De même, le projet de création d’un parquet national antiterroriste est qualifié par Philippe Bas de « mesure d’affichage qui ne répond pas à une évaluation pertinente de l’efficacité du dispositif actuel ». « Nous demandons que le gouvernement fasse la preuve que le système actuel est défaillant, ce que jusqu’à présent nous n’avons pas constaté », poursuit-il.

Sur l’aspect civil, la commission des lois craint que la volonté du gouvernement de déjudiciariser certains litiges présente un risque pour les citoyens les plus faibles.

En matière d’organisation des juridictions, le projet veut, selon François-Noël Buffet, « sortir du tribunal un certain nombre de dossiers ». Sur le principe du regroupement des tribunaux de grande instance avec les tribunaux d’instance, « nous sommes d’accord » affirme-t-il. Mais s’il estime que ce regroupement « est utile en terme de guichet unique pour le justiciable », le sénateur se montre vigilant sur la question de la mutualisation des moyens. Il se demande si un service tel que le tribunal d’instance, qui fonctionne bien aujourd’hui, ne va pas être supprimé dans un seul souci d’économies budgétaires. La commission des lois propose donc une spécialisation des magistrats sur les contentieux de proximité, c’est-à-dire le contentieux de masse, afin que le contentieux du quotidien continue à être correctement géré.

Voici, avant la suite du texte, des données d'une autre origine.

pub mod api;
pub mod models;
pub mod rate_limiter;

pub use api::RedditSession;

use scour_core::{ConfigError, CoreError};
use std::path::Path;

/// Script-app credentials: client id, client secret, account username,
/// account password — one per line.
#[derive(Clone)]
pub struct Credentials {
    pub client_id: String,
    pub client_secret: String,
    pub username: String,
    pub password: String,
}

impl Credentials {
    pub fn from_file(path: &Path) -> Result<Self, CoreError> {
        let raw = std::fs::read_to_string(path)?;
        let mut lines = raw.lines().map(str::trim).filter(|line| !line.is_empty());

        let mut next_line = |field: &str| {
            lines
                .next()
                .map(str::to_string)
                .ok_or_else(|| ConfigError::MalformedCredentials {
                    details: format!("missing {field} line"),
                })
        };

        Ok(Self {
            client_id: next_line("client id")?,
            client_secret: next_line("client secret")?,
            username: next_line("username")?,
            password: next_line("password")?,
        })
    }
}

// Keep secrets out of logs.
impl std::fmt::Debug for Credentials {
    fn fmt(&self, f: &mut std::fmt::Formatter<'_>) -> std::fmt::Result {
        f.debug_struct("Credentials")
            .field("client_id", &self.client_id)
            .field("username", &self.username)
            .finish_non_exhaustive()
    }
}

Autre point de désaccord : le rôle que le projet de loi entend conférer au directeur des caisses d'allocations familiales (CAF). Le texte prévoit en effet, à titre expérimental, de lui permettre de délivrer les titres exécutoires portant exclusivement sur la modification du montant des prestations alimentaires, sans passage devant le juge, dans les cas où les parties ont donné leur accord sur le nouveau montant. La commission souhaite que les justiciables puissent, s’ils le souhaitent renvoyer l’affaire devant un juge. Cette condition est essentielle pour garantir les droits du justiciable, d’autant que, pour François-Noël Buffet, « l’accès au juge doit toujours rester possible ».

Le projet de loi de programmation 2018-2022 et de réforme pour la justice et le projet de loi organique relatif au renforcement de l’organisation des juridictions doivent maintenant être examinés en séance publique et ce, à partir du mardi 9 octobre.